16 October 2007
EXCLUSIVE INTERVIEW: ZACHARY KANIN
ZACH KANIN: DAY TWO
RIFF MARKET PRESENTS: ZACHARY KANIN WEEK
TODAY: EXCLUSIVE INTERVIEW WITH THE AUTHOR/ILLUSTRATOR OF THE SHORT BOOK (AS PROVIDED BY THE AUTHOR/ILLUSTRATOR)
Yesterday I kicked off Zachary Kanin Week at Riff Market, in support of the New Yorker cartoonist's debut release The Short Book, out now and purchasable. Today Zach provides exclusive answers for some of the more popular interview questions he's had to field over the last few weeks. Thanks for reading. --NBS
EXCLUSIVE INTERVIEW: ZACHARY KANIN
What is your favorite thing to do?
ZK: My favorite thing to do is to ride in my Dad’s 1986 Volvo Sedan from Providence to New Bedford with the windows down at night, wearing one of those blue bubble jackets with a fur or fleece interior, smoking cigarettes, and listening to shitty guitar rock from the 70s.
What kind of cigarettes?
Unimportant. I don’t know how to smoke cigarettes so I just try to keep them lit without smoking too much.
What do you do in New Bedford?
Nobody goes to New Bedford, they’re all just passin’ through.
Do you want to talk about the book?
Looking at your post from yesterday I noticed that that is probably the worst excerpt from the book.
I thought it was good.
It’s out of context. The context is that the whole book is about musicians and that chapter is just about short ones. Sort of misleading.

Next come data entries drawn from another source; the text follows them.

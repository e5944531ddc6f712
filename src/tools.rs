//! Search tools exposed to the model.
//!
//! Each [`Tool`] declares a name, a description, and a JSON Schema for its
//! input; the generator forwards those declarations to the Messages API and
//! routes `tool_use` blocks back here through [`ToolRegistry::execute`].
//!
//! | Tool | Purpose |
//! |------|---------|
//! | `search_course_content` | Semantic search over lesson content, optionally filtered by course and lesson |
//! | `get_course_outline` | Title, link, instructor, and lesson list of one course |
//!
//! Tools return their sources alongside their text, so every query gathers
//! its own attributions and concurrent queries never share state.

use anyhow::Result;
use async_trait::async_trait;
use serde::{Deserialize, Serialize};
use serde_json::{json, Value};
use std::sync::Arc;

use crate::models::Source;
use crate::vector_store::{SearchResults, VectorStore};

/// Tool declaration in the shape the Messages API expects.
#[derive(Debug, Clone, PartialEq, Serialize, Deserialize)]
pub struct ToolDefinition {
    pub name: String,
    pub description: String,
    pub input_schema: Value,
}

/// What a tool hands back to the model, plus the sources it drew on.
#[derive(Debug, Clone, Default, PartialEq)]
pub struct ToolOutput {
    pub content: String,
    pub sources: Vec<Source>,
    pub is_error: bool,
}

impl ToolOutput {
    pub fn text(content: impl Into<String>) -> Self {
        Self {
            content: content.into(),
            ..Self::default()
        }
    }

    pub fn error(content: impl Into<String>) -> Self {
        Self {
            content: content.into(),
            sources: Vec::new(),
            is_error: true,
        }
    }
}

/// A capability the model can invoke during generation.
#[async_trait]
pub trait Tool: Send + Sync {
    /// Identifier used in `tool_use` blocks (e.g. `"search_course_content"`).
    fn name(&self) -> &str;

    /// Tells the model when to reach for this tool.
    fn description(&self) -> &str;

    /// JSON Schema for the tool input (`type: "object"`).
    fn input_schema(&self) -> Value;

    /// Run the tool. `Err` means the tool could not run at all (the store or
    /// embedder failed); answers the model should read come back as `Ok`.
    async fn execute(&self, input: Value) -> Result<ToolOutput>;

    fn definition(&self) -> ToolDefinition {
        ToolDefinition {
            name: self.name().to_string(),
            description: self.description().to_string(),
            input_schema: self.input_schema(),
        }
    }
}

// ============ search_course_content ============

pub struct CourseSearchTool {
    vector_store: Arc<VectorStore>,
}

impl CourseSearchTool {
    pub fn new(vector_store: Arc<VectorStore>) -> Self {
        Self { vector_store }
    }

    async fn format_results(&self, results: &SearchResults) -> Result<ToolOutput> {
        let mut blocks = Vec::with_capacity(results.hits.len());
        let mut sources = Vec::with_capacity(results.hits.len());

        for hit in &results.hits {
            let label = match hit.lesson_number {
                Some(n) => format!("{} - Lesson {}", hit.course_title, n),
                None => hit.course_title.clone(),
            };
            let url = match hit.lesson_number {
                Some(n) => self.vector_store.lesson_link(&hit.course_title, n).await?,
                None => self.vector_store.course_link(&hit.course_title).await?,
            };
            blocks.push(format!("[{}]\n{}", label, hit.content));
            sources.push(Source { text: label, url });
        }

        Ok(ToolOutput {
            content: blocks.join("\n\n"),
            sources,
            is_error: false,
        })
    }
}

#[derive(Debug, Deserialize)]
struct SearchInput {
    query: String,
    #[serde(default)]
    course_name: Option<String>,
    #[serde(default)]
    lesson_number: Option<i64>,
}

#[async_trait]
impl Tool for CourseSearchTool {
    fn name(&self) -> &str {
        "search_course_content"
    }

    fn description(&self) -> &str {
        "Search course materials with smart course name matching and lesson filtering"
    }

    fn input_schema(&self) -> Value {
        json!({
            "type": "object",
            "properties": {
                "query": {
                    "type": "string",
                    "description": "What to search for in the course content"
                },
                "course_name": {
                    "type": "string",
                    "description": "Course title (partial matches work, e.g. 'MCP', 'Introduction')"
                },
                "lesson_number": {
                    "type": "integer",
                    "description": "Specific lesson number to search within (e.g. 1, 2, 3)"
                }
            },
            "required": ["query"]
        })
    }

    async fn execute(&self, input: Value) -> Result<ToolOutput> {
        let input: SearchInput = match serde_json::from_value(input) {
            Ok(input) => input,
            Err(e) => return Ok(ToolOutput::error(format!("Invalid input: {}", e))),
        };

        let results = self
            .vector_store
            .search(&input.query, input.course_name.as_deref(), input.lesson_number)
            .await?;

        if let Some(error) = results.error {
            return Ok(ToolOutput::text(error));
        }

        if results.is_empty() {
            let mut message = "No relevant content found".to_string();
            if let Some(course) = &input.course_name {
                message.push_str(&format!(" in course '{}'", course));
            }
            if let Some(lesson) = input.lesson_number {
                message.push_str(&format!(" in lesson {}", lesson));
            }
            message.push('.');
            return Ok(ToolOutput::text(message));
        }

        self.format_results(&results).await
    }
}

// ============ get_course_outline ============

pub struct CourseOutlineTool {
    vector_store: Arc<VectorStore>,
}

impl CourseOutlineTool {
    pub fn new(vector_store: Arc<VectorStore>) -> Self {
        Self { vector_store }
    }
}

#[derive(Debug, Deserialize)]
struct OutlineInput {
    course_title: String,
}

#[async_trait]
impl Tool for CourseOutlineTool {
    fn name(&self) -> &str {
        "get_course_outline"
    }

    fn description(&self) -> &str {
        "Get the complete outline of a course: title, link, instructor, and numbered lesson list"
    }

    fn input_schema(&self) -> Value {
        json!({
            "type": "object",
            "properties": {
                "course_title": {
                    "type": "string",
                    "description": "Course title (partial matches work, e.g. 'MCP', 'Introduction')"
                }
            },
            "required": ["course_title"]
        })
    }

    async fn execute(&self, input: Value) -> Result<ToolOutput> {
        let input: OutlineInput = match serde_json::from_value(input) {
            Ok(input) => input,
            Err(e) => return Ok(ToolOutput::error(format!("Invalid input: {}", e))),
        };

        let not_found =
            || ToolOutput::text(format!("No course found matching '{}'", input.course_title));

        let Some(title) = self.vector_store.resolve_course_name(&input.course_title).await? else {
            return Ok(not_found());
        };
        let Some(course) = self.vector_store.get_course(&title).await? else {
            return Ok(not_found());
        };

        let mut lines = vec![format!("Course Title: {}", course.title)];
        if let Some(link) = &course.course_link {
            lines.push(format!("Course Link: {}", link));
        }
        if let Some(instructor) = &course.instructor {
            lines.push(format!("Course Instructor: {}", instructor));
        }
        lines.push(String::new());
        lines.push(format!("Lessons ({} total):", course.lessons.len()));
        for lesson in &course.lessons {
            lines.push(format!("Lesson {}: {}", lesson.lesson_number, lesson.title));
        }

        Ok(ToolOutput {
            content: lines.join("\n"),
            sources: vec![Source {
                text: course.title.clone(),
                url: course.course_link.clone(),
            }],
            is_error: false,
        })
    }
}

// ============ Registry ============

/// Holds the tools offered to the model.
pub struct ToolRegistry {
    tools: Vec<Box<dyn Tool>>,
}

impl ToolRegistry {
    /// Create an empty tool registry.
    pub fn new() -> Self {
        Self { tools: Vec::new() }
    }

    /// Registry with `search_course_content` and `get_course_outline`.
    pub fn with_course_tools(vector_store: Arc<VectorStore>) -> Self {
        let mut registry = Self::new();
        registry.register(Box::new(CourseSearchTool::new(vector_store.clone())));
        registry.register(Box::new(CourseOutlineTool::new(vector_store)));
        registry
    }

    /// Register a tool. Lookups return the first tool registered under a name.
    pub fn register(&mut self, tool: Box<dyn Tool>) {
        self.tools.push(tool);
    }

    pub fn tools(&self) -> &[Box<dyn Tool>] {
        &self.tools
    }

    pub fn find(&self, name: &str) -> Option<&dyn Tool> {
        self.tools
            .iter()
            .find(|t| t.name() == name)
            .map(|t| t.as_ref())
    }

    pub fn definitions(&self) -> Vec<ToolDefinition> {
        self.tools.iter().map(|t| t.definition()).collect()
    }

    /// Dispatch a `tool_use` block by name.
    pub async fn execute(&self, name: &str, input: Value) -> Result<ToolOutput> {
        match self.find(name) {
            Some(tool) => {
                tracing::debug!(tool = name, %input, "executing tool");
                tool.execute(input).await
            }
            None => Ok(ToolOutput::error(format!("Tool '{}' not found", name))),
        }
    }

    pub fn is_empty(&self) -> bool {
        self.tools.is_empty()
    }

    pub fn len(&self) -> usize {
        self.tools.len()
    }
}

impl Default for ToolRegistry {
    fn default() -> Self {
        Self::new()
    }
}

Now you’re being misleading.
I’m trying to sell myself here. Do you remember in late 2004 whenever you would go to a Loew’s movie theater and the movie screen would sing “Thank you for coming to Loews, sit back and relax, enjoy the show!” and everyone in the audience would respond “Thank you the pleasures all ours, we’re really relaxed, so start the show!”?
Of course. That happened at every movie playing at Loews throughout the whole country.
What a crazy phenomenon. Someday I’ll tell my kids about that.
How are your kids?
They’re not good. Hilsy’s got the mumps and Josh Rogan Josh has the hiccups goin’ on three year now. Thanks for asking though.
We’re running out of space, do you want to say anything else about the book?
Sure. If you feel short sometimes, this book deals with a lot of your issues, and is mainly just a really funny book with some funny illustrations. Christina did a lot of research for it also, and there are a lot of interesting facts and anecdotes in it. It’s also a good bathroom read, because it is broken into increments that correspond to various bathroom acts in terms of time.
Where can you buy it?
Any bookstore. It’s in the reference section of a lot of bookstores, which is confusing because that means it’s between LSAT books and dictionaries. But that speaks volumes about how well this book can help you on your LSATs.
What’s the worst part of being short?
Just livin’ man. It’s almost too much to take.
What’s the best part?
This sort of turned into a James Lipton interview at some point. I’m sorry about that.
When did you write this book?
I started writing it about four years ago for a Blue Mountain Books internship. Then I rewrote it from last October through June about. I did the illustrations June-July.
But you were working at the time?
I was working at The New Yorker as the Assistant Cartoon Editor. I read all of the captions for the caption contest at the back of the magazine and narrowed them down.
How many captions was that?
About 8000 a week on average. I started to have serious problems with my eyes by the time I left, which was worrisome to me, because I need my eyes.
And you were cartooning?
Right, I was and am submitting about 15 cartoons a week to The New Yorker.
What is your best cartoon?
My most popular cartoon is a tombstone with the inscription “Wouldn’t Stop Picking At It.” My least popular cartoon was two guys with scalpels operating on something on a table and saying “There’s gotta be an easier way to get candy from a baby.”
That seems a little out there for The New Yorker.
A lot of people wrote in. One guy wrote that injury to an infant is unacceptable to the species. People thought that I (and therefore The New Yorker) was advocating dissecting babies for their candy.
And you weren’t?
I submitted a follow-up cartoon that had two guys holding a vacuum cleaner to a baby’s mouth and saying “There’s gotta be an easier way to get an appendix out of a baby.” It didn’t fly.